### WHAT IS NEEDED
Return, word for word, the lines of the listing below from the one with "pub fn axis(self)" through the one with "always below 60.", and no other lines.
==================================================
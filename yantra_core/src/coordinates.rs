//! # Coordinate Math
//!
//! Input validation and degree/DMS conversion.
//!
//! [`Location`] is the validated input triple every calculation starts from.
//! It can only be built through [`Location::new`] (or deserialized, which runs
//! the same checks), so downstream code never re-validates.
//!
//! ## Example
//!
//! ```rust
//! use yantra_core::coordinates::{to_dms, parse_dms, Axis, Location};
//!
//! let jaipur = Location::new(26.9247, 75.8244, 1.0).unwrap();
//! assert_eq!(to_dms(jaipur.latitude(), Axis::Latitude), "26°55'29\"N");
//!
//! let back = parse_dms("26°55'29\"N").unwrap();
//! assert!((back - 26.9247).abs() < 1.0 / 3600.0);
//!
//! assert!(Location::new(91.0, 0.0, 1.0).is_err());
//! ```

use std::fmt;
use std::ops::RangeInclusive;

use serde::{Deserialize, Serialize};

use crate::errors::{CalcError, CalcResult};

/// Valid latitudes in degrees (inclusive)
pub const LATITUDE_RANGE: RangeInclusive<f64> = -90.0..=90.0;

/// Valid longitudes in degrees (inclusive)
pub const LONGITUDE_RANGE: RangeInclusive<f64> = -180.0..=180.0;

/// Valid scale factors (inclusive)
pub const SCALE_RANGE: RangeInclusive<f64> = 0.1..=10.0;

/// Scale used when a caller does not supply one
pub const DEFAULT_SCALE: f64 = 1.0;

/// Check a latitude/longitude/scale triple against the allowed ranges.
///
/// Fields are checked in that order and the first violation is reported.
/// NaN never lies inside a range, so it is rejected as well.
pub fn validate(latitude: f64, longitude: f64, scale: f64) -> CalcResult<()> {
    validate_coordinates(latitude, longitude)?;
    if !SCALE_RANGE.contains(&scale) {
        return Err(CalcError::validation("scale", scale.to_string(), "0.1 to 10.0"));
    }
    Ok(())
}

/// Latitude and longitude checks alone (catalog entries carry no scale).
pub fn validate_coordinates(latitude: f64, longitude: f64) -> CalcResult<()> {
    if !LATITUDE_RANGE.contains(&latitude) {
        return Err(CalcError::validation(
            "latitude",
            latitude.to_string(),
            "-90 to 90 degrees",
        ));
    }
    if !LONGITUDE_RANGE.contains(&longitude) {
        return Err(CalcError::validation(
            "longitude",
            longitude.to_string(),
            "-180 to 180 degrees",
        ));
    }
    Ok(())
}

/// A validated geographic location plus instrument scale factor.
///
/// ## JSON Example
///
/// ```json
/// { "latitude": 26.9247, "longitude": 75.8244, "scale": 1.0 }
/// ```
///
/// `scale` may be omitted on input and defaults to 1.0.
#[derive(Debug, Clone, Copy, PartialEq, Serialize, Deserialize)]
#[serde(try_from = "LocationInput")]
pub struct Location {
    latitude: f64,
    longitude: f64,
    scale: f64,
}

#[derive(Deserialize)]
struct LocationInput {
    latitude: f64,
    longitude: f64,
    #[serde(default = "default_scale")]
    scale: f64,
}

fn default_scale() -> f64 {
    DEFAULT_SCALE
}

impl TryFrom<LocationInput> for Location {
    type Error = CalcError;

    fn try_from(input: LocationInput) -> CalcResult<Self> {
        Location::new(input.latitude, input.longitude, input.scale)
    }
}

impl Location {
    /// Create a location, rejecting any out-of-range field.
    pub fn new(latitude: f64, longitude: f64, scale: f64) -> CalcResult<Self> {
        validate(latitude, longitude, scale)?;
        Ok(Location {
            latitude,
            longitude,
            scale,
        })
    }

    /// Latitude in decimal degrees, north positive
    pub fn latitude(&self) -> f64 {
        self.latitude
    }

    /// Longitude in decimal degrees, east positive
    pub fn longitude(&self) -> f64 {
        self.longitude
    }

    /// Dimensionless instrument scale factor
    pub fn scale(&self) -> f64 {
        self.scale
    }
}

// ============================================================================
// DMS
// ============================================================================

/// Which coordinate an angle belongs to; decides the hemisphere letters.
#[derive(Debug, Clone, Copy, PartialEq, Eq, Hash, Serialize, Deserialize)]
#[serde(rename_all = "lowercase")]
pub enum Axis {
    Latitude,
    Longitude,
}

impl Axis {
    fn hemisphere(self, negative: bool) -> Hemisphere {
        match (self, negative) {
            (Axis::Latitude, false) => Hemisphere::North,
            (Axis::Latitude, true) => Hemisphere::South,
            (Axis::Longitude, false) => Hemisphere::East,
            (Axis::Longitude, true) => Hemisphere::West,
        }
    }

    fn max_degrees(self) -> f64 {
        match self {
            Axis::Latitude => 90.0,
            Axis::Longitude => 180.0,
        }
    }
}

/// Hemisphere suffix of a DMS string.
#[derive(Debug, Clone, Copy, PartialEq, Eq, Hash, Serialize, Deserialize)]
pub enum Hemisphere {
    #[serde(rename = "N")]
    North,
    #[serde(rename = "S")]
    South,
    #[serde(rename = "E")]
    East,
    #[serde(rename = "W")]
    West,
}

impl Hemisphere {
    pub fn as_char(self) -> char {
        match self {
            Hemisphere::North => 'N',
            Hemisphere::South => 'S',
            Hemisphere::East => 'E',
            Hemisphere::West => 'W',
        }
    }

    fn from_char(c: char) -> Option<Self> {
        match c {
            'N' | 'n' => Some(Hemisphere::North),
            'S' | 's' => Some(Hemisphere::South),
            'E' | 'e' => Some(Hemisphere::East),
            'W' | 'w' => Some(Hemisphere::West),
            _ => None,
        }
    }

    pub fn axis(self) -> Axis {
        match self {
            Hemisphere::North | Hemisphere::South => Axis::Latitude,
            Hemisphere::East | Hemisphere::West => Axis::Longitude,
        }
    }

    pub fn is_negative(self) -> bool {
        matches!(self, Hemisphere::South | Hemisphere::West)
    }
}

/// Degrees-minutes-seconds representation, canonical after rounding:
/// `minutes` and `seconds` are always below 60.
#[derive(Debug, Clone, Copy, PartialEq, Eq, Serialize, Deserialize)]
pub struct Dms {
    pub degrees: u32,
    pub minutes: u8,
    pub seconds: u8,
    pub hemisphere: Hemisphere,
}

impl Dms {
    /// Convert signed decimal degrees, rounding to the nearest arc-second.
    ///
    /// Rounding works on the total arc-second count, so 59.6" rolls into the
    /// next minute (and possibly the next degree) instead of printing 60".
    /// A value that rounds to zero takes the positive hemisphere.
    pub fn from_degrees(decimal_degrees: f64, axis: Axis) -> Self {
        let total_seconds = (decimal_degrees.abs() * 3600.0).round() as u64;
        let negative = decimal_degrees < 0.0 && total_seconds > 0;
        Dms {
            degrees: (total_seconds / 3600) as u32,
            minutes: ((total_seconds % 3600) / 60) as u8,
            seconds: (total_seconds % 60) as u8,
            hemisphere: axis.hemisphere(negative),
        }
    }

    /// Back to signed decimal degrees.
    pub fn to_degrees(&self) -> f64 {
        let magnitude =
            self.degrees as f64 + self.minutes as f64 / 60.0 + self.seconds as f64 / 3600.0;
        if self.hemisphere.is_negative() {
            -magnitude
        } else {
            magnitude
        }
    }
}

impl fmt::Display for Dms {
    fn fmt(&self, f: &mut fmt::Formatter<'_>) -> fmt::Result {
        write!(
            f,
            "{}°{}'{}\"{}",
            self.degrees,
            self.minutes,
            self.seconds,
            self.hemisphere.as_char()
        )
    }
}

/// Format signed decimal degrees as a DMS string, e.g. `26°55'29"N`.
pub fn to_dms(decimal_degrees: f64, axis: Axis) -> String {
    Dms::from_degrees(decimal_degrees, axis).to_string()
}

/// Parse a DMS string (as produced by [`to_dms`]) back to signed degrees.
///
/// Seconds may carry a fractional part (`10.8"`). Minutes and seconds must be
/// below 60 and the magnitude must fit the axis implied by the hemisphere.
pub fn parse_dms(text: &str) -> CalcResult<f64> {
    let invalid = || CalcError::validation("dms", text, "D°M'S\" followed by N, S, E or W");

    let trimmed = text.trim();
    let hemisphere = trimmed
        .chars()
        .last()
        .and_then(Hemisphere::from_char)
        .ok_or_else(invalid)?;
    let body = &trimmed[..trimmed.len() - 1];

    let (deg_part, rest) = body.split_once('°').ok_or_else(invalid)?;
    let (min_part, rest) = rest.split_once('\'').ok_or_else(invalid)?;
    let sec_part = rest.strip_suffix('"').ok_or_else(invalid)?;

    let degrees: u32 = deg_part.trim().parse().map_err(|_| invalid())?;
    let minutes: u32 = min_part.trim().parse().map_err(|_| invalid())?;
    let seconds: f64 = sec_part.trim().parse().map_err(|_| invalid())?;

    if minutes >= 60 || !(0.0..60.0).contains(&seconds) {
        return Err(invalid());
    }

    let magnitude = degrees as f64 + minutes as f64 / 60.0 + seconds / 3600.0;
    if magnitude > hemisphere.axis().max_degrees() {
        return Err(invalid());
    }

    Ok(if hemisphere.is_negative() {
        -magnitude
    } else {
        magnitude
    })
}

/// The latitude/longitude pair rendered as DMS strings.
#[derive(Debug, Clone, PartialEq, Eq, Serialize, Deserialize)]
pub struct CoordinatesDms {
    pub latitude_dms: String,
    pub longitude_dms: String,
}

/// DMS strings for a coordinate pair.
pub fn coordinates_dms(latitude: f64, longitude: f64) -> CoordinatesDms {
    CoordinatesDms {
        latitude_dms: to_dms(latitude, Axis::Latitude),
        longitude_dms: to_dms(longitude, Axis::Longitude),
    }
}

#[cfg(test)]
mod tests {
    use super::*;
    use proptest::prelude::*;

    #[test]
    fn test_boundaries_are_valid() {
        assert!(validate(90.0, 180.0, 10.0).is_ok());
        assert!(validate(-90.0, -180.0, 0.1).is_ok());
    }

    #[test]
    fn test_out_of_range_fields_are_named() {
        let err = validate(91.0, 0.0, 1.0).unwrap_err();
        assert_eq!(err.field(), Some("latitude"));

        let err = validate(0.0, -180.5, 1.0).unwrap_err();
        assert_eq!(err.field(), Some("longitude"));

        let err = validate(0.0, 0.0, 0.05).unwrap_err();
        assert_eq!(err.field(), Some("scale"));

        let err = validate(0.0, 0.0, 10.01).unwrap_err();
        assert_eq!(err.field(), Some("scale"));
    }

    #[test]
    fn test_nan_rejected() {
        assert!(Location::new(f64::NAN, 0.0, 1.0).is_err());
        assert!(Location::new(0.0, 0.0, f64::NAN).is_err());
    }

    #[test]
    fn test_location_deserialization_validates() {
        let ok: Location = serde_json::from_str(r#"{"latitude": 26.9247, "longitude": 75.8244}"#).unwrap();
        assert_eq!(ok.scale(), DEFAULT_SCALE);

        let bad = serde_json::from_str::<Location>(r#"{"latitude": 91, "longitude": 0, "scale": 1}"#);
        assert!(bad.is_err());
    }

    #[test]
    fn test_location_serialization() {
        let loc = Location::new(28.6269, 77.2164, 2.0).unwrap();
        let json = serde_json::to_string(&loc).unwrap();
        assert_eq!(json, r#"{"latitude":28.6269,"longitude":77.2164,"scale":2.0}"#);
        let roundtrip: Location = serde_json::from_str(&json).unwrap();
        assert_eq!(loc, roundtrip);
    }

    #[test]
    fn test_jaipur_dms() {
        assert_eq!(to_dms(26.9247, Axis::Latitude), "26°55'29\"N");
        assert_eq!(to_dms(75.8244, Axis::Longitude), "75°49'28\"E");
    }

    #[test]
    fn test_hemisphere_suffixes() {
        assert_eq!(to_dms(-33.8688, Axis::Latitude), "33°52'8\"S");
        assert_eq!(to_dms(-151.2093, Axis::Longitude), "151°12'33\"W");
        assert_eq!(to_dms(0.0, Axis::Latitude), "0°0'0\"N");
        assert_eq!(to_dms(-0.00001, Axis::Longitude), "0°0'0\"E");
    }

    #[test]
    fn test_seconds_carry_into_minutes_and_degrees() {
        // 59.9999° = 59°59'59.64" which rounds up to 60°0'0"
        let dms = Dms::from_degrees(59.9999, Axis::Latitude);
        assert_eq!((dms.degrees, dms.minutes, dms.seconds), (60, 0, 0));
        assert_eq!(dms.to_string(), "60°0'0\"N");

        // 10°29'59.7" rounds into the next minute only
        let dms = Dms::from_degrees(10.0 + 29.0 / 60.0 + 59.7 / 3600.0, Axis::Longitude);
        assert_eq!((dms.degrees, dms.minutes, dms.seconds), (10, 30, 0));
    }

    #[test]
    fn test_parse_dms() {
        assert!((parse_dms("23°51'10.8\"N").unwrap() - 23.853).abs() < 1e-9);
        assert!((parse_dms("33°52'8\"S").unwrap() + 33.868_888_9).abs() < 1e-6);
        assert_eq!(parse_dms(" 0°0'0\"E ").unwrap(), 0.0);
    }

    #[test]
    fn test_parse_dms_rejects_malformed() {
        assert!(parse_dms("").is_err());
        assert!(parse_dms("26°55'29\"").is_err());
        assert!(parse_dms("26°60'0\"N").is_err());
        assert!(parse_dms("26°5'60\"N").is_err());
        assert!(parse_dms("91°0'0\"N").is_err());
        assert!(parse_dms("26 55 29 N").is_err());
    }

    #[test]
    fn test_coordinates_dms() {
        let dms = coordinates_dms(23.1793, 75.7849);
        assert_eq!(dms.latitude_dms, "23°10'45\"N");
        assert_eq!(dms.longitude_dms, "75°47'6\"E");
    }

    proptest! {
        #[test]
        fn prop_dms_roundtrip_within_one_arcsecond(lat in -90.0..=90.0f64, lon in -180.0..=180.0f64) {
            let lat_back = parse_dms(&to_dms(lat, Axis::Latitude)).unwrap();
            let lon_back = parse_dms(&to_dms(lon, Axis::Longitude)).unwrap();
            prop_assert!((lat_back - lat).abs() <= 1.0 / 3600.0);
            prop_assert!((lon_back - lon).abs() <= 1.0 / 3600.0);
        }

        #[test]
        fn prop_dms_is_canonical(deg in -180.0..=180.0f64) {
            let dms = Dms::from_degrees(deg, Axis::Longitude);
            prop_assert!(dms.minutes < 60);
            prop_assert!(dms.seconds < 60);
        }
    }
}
==================================================
### PROBLEM SOLUTION
    pub fn axis(self) -> Axis {
        match self {
            Hemisphere::North | Hemisphere::South => Axis::Latitude,
            Hemisphere::East | Hemisphere::West => Axis::Longitude,
        }
    }

    pub fn is_negative(self) -> bool {
        matches!(self, Hemisphere::South | Hemisphere::West)
    }
}

/// Degrees-minutes-seconds representation, canonical after rounding:
/// `minutes` and `seconds` are always below 60.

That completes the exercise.